J. Lane Dry Plates have an ISO of 2 meaning portraits using ambient light are problematic. Does anyone have any experience with using dry plates with studio flash?
J. Lane Dry Plates have an ISO of 2 meaning portraits using ambient light are problematic. Does anyone have any experience with using dry plates with studio flash?
Use a flash meter set to iso2. It will take a lot of flash power I would think.
In contento ed allegria
Notte e di vogliam passar!
I'll see if my flash is powerful enough. My LF lenses are only f5.6. Any short duration reciprocity?
Recently I was invited to teach a session at the NH Institute of Art on shooting dry plate, and the class was set up for studio portraiture using a strobe. I'm not an indoor shooter, so the instructor handled that... I was there to show them how they're made and how to develop the plates. I believe they used 2400 or 4800 W/s strobe and set the aperture for ISO 1. They would trip the shutter, pop the strobe, then close the shutter. We then developed the plates by inspection. That worked well. Just make sure you take off any UV filters.
Personally, I've used old school flash bulbs with success. You just have to extrapolate the guide number down to ASA 2. I've actually done that extrapolation in excel for data on a bunch of different flashbulb types and manufacturers. I plan to post that to the website some time.

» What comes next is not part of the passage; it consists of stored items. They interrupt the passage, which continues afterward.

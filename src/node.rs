use std::collections::HashMap;
use std::sync::{Arc, Mutex};

use serde::{Deserialize, Serialize};
use tokio_util::sync::CancellationToken;

use crate::paths::find_separator;

pub type SyncTag = i32;

/// Stable handle into the shared node arena. Ids are never reused.
#[derive(Debug, Clone, Copy, PartialEq, Eq, Hash, PartialOrd, Ord)]
pub struct NodeId(u64);

/// Handle of the corresponding remote node, owned by the outer client.
#[derive(Debug, Clone, Copy, PartialEq, Eq, Hash)]
pub struct RemoteHandle(pub u64);

#[derive(Debug, Clone, Copy, PartialEq, Eq, Serialize, Deserialize)]
pub enum NodeKind {
    File,
    Folder,
}

/// One synced file or folder in the in-memory shadow tree.
#[derive(Debug)]
pub struct LocalNode {
    pub sync_tag: SyncTag,
    pub kind: NodeKind,
    /// Last path component in native bytes; for a sync root, the full root path.
    pub name: Vec<u8>,
    pub parent: Option<NodeId>,
    pub children: HashMap<Vec<u8>, NodeId>,
    /// Fallback mapping for name collisions (case folds, renamed-pending).
    pub shadow_children: HashMap<Vec<u8>, NodeId>,
    pub remote: Option<RemoteHandle>,
    pub inode: Option<u64>,
    pub size: i64,
    pub mtime: i64,
    /// Content fingerprint; meaningful only for files that are still seen.
    pub fingerprint: Option<Vec<u8>>,
    /// Non-zero once the node is represented in the state cache.
    pub cache_row: u32,
    pub scan_seq: u32,
    pub not_seen: u8,
    /// Tombstone awaiting remote propagation.
    pub deleted: bool,
    /// In-flight transfer, canceled when the node is destroyed.
    pub transfer: Option<CancellationToken>,
    in_shadow: bool,
}

/// Result of a component-wise path walk.
#[derive(Debug)]
pub struct Lookup {
    pub node: Option<NodeId>,
    pub parent: Option<NodeId>,
    pub residual: Vec<u8>,
}

/// A node removed by a cascade, reported so the owning sync can clean up
/// its cache row and accounting.
#[derive(Debug)]
pub struct RemovedNode {
    pub id: NodeId,
    pub sync_tag: SyncTag,
    pub kind: NodeKind,
    pub size: i64,
    pub cache_row: u32,
    pub remote: Option<RemoteHandle>,
    pub had_transfer: bool,
}

#[derive(Debug, Default)]
struct SyncEntry {
    fsfp: u64,
    /// Cache rows of this sync's nodes that another sync's scan destroyed;
    /// drained by the owner on its next flush.
    pending_row_dels: Vec<u32>,
}

/// Arena of local nodes shared by every sync of one owner client, together
/// with the global by-inode and by-remote indices used for move detection.
#[derive(Default)]
pub struct LocalTree {
    nodes: HashMap<NodeId, LocalNode>,
    next_id: u64,
    by_inode: HashMap<u64, NodeId>,
    by_remote: HashMap<RemoteHandle, NodeId>,
    syncs: HashMap<SyncTag, SyncEntry>,
}

pub type SharedTree = Arc<Mutex<LocalTree>>;

pub fn shared_tree() -> SharedTree {
    Arc::new(Mutex::new(LocalTree::default()))
}

impl LocalTree {
    pub fn register_sync(&mut self, tag: SyncTag, fsfp: u64) {
        self.syncs.insert(
            tag,
            SyncEntry {
                fsfp,
                pending_row_dels: Vec::new(),
            },
        );
    }

    pub fn unregister_sync(&mut self, tag: SyncTag) {
        self.syncs.remove(&tag);
    }

    pub fn fsfp_of(&self, tag: SyncTag) -> u64 {
        self.syncs.get(&tag).map(|entry| entry.fsfp).unwrap_or(0)
    }

    pub fn push_pending_row_del(&mut self, tag: SyncTag, row: u32) {
        if let Some(entry) = self.syncs.get_mut(&tag) {
            entry.pending_row_dels.push(row);
        }
    }

    pub fn take_pending_row_dels(&mut self, tag: SyncTag) -> Vec<u32> {
        self.syncs
            .get_mut(&tag)
            .map(|entry| std::mem::take(&mut entry.pending_row_dels))
            .unwrap_or_default()
    }

    pub fn len(&self) -> usize {
        self.nodes.len()
    }

    pub fn is_empty(&self) -> bool {
        self.nodes.is_empty()
    }

    pub fn contains(&self, id: NodeId) -> bool {
        self.nodes.contains_key(&id)
    }

    pub fn get(&self, id: NodeId) -> &LocalNode {
        &self.nodes[&id]
    }

    pub fn try_get(&self, id: NodeId) -> Option<&LocalNode> {
        self.nodes.get(&id)
    }

    pub fn get_mut(&mut self, id: NodeId) -> &mut LocalNode {
        self.nodes.get_mut(&id).expect("node id out of arena")
    }

    pub fn add_node(
        &mut self,
        tag: SyncTag,
        kind: NodeKind,
        parent: Option<NodeId>,
        name: Vec<u8>,
    ) -> NodeId {
        self.next_id += 1;
        let id = NodeId(self.next_id);
        self.nodes.insert(
            id,
            LocalNode {
                sync_tag: tag,
                kind,
                name: name.clone(),
                parent,
                children: HashMap::new(),
                shadow_children: HashMap::new(),
                remote: None,
                inode: None,
                size: 0,
                mtime: 0,
                fingerprint: None,
                cache_row: 0,
                scan_seq: 0,
                not_seen: 0,
                deleted: false,
                transfer: None,
                in_shadow: false,
            },
        );
        if let Some(parent) = parent {
            self.attach_child(parent, name, id);
        }
        id
    }

    fn attach_child(&mut self, parent: NodeId, name: Vec<u8>, id: NodeId) {
        let slot_taken = self
            .nodes
            .get(&parent)
            .map(|p| p.children.contains_key(&name))
            .unwrap_or(false);
        let p = self.nodes.get_mut(&parent).expect("parent id out of arena");
        if slot_taken {
            p.shadow_children.insert(name, id);
            self.get_mut(id).in_shadow = true;
        } else {
            p.children.insert(name, id);
            self.get_mut(id).in_shadow = false;
        }
    }

    fn detach_child(&mut self, id: NodeId) {
        let (parent, name, in_shadow) = {
            let node = self.get(id);
            (node.parent, node.name.clone(), node.in_shadow)
        };
        let Some(parent) = parent else { return };
        let Some(p) = self.nodes.get_mut(&parent) else {
            return;
        };
        let map = if in_shadow {
            &mut p.shadow_children
        } else {
            &mut p.children
        };
        if map.get(&name) == Some(&id) {
            map.remove(&name);
        }
    }

    pub fn child_by_name(&self, parent: NodeId, name: &[u8]) -> Option<NodeId> {
        let p = self.try_get(parent)?;
        p.children
            .get(name)
            .or_else(|| p.shadow_children.get(name))
            .copied()
    }

    /// Walks `path` one component at a time from `start` (or from `root`
    /// after stripping the root's native name). Returns the deepest matched
    /// node, its would-be parent and the unmatched residual. Separators are
    /// honored only at offsets aligned to the separator length.
    pub fn lookup_by_path(
        &self,
        start: Option<NodeId>,
        root: NodeId,
        path: &[u8],
        sep: &[u8],
    ) -> Lookup {
        let (mut cur, mut rest): (NodeId, &[u8]) = match start {
            Some(start) => (start, path),
            None => {
                let rootname = &self.get(root).name;
                if path == &rootname[..] {
                    return Lookup {
                        node: Some(root),
                        parent: None,
                        residual: Vec::new(),
                    };
                }
                let prefix_len = rootname.len() + sep.len();
                if path.len() > prefix_len
                    && path.starts_with(rootname)
                    && &path[rootname.len()..prefix_len] == sep
                {
                    (root, &path[prefix_len..])
                } else {
                    return Lookup {
                        node: None,
                        parent: None,
                        residual: path.to_vec(),
                    };
                }
            }
        };

        if rest.is_empty() {
            let parent = self.get(cur).parent;
            return Lookup {
                node: Some(cur),
                parent,
                residual: Vec::new(),
            };
        }

        loop {
            let (name, remaining) = match find_separator(rest, sep, 0) {
                Some(idx) => (&rest[..idx], &rest[idx + sep.len()..]),
                None => (rest, &[][..]),
            };
            match self.child_by_name(cur, name) {
                Some(next) if remaining.is_empty() => {
                    return Lookup {
                        node: Some(next),
                        parent: Some(cur),
                        residual: Vec::new(),
                    };
                }
                Some(next) => {
                    cur = next;
                    rest = remaining;
                }
                None => {
                    return Lookup {
                        node: None,
                        parent: Some(cur),
                        residual: rest.to_vec(),
                    };
                }
            }
        }
    }

    /// Atomically reparents and renames a node. After this returns the node
    /// is reachable only under its new parent; the inode and remote indices
    /// keep pointing at the same node.
    pub fn set_name_parent(&mut self, id: NodeId, new_parent: NodeId, new_name: Vec<u8>) {
        self.detach_child(id);
        {
            let node = self.get_mut(id);
            node.name = new_name.clone();
            node.parent = Some(new_parent);
        }
        self.attach_child(new_parent, new_name, id);
    }

    pub fn set_inode(&mut self, id: NodeId, inode: u64) {
        let old = self.get(id).inode;
        if old == Some(inode) {
            return;
        }
        if let Some(old) = old
            && self.by_inode.get(&old) == Some(&id)
        {
            self.by_inode.remove(&old);
        }
        self.get_mut(id).inode = Some(inode);
        self.by_inode.insert(inode, id);
    }

    /// Discards a stale by-inode entry (inode reuse on the same volume).
    pub fn drop_inode_entry(&mut self, inode: u64) {
        self.by_inode.remove(&inode);
    }

    pub fn node_by_inode(&self, inode: u64) -> Option<NodeId> {
        self.by_inode.get(&inode).copied()
    }

    pub fn set_remote(&mut self, id: NodeId, remote: Option<RemoteHandle>) {
        let old = self.get(id).remote;
        if let Some(old) = old
            && self.by_remote.get(&old) == Some(&id)
        {
            self.by_remote.remove(&old);
        }
        self.get_mut(id).remote = remote;
        if let Some(remote) = remote {
            self.by_remote.insert(remote, id);
        }
    }

    pub fn node_by_remote(&self, remote: RemoteHandle) -> Option<NodeId> {
        self.by_remote.get(&remote).copied()
    }

    /// Full native path of a node: the root's name is already a full path,
    /// descendants append one separator-joined component each.
    pub fn path_of(&self, id: NodeId, sep: &[u8]) -> Vec<u8> {
        let mut names: Vec<&[u8]> = Vec::new();
        let mut cur = Some(id);
        while let Some(at) = cur {
            let node = self.get(at);
            names.push(&node.name);
            cur = node.parent;
        }
        let mut out = Vec::new();
        for (i, name) in names.iter().rev().enumerate() {
            if i > 0 {
                out.extend_from_slice(sep);
            }
            out.extend_from_slice(name);
        }
        out
    }

    pub fn children_of(&self, id: NodeId) -> Vec<NodeId> {
        let node = self.get(id);
        node.children
            .values()
            .chain(node.shadow_children.values())
            .copied()
            .collect()
    }

    /// Removes a node and all descendants, cancels their transfers and
    /// cleans both global indices. Returns the removed nodes in post-order.
    pub fn remove_subtree(&mut self, id: NodeId) -> Vec<RemovedNode> {
        if !self.contains(id) {
            return Vec::new();
        }
        self.detach_child(id);

        // collect in pre-order, emit in post-order
        let mut order = Vec::new();
        let mut stack = vec![id];
        while let Some(at) = stack.pop() {
            order.push(at);
            stack.extend(self.children_of(at));
        }

        let mut removed = Vec::with_capacity(order.len());
        for at in order.into_iter().rev() {
            let node = self.nodes.remove(&at).expect("subtree node in arena");
            if let Some(transfer) = &node.transfer {
                transfer.cancel();
            }
            if let Some(inode) = node.inode
                && self.by_inode.get(&inode) == Some(&at)
            {
                self.by_inode.remove(&inode);
            }
            if let Some(remote) = node.remote
                && self.by_remote.get(&remote) == Some(&at)
            {
                self.by_remote.remove(&remote);
            }
            removed.push(RemovedNode {
                id: at,
                sync_tag: node.sync_tag,
                kind: node.kind,
                size: node.size,
                cache_row: node.cache_row,
                remote: node.remote,
                had_transfer: node.transfer.is_some(),
            });
        }
        removed
    }
}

I'm sure the plates have some short duration reciprocity failure, but I haven't characterized it and as mentioned I've seen strobe flash used successfully.
Cheers,
Jason
Newly made large format dry plates available! Look:
https://www.pictoriographica.com
Newly made large format dry plates available! Look:
https://www.pictoriographica.com
I have 10,000ws, might try in a week or two.
Kent in SD
In contento ed allegria
Notte e di vogliam passar!
If you're photographing people with high flash power, make sure to have the ambient light very high. That will close down their pupils and make the flash more bearable. With all the flash power, the ambient won't matter for the photo.
“You often feel tired, not because you've done too much, but because you've done too little of what sparks a light in you.”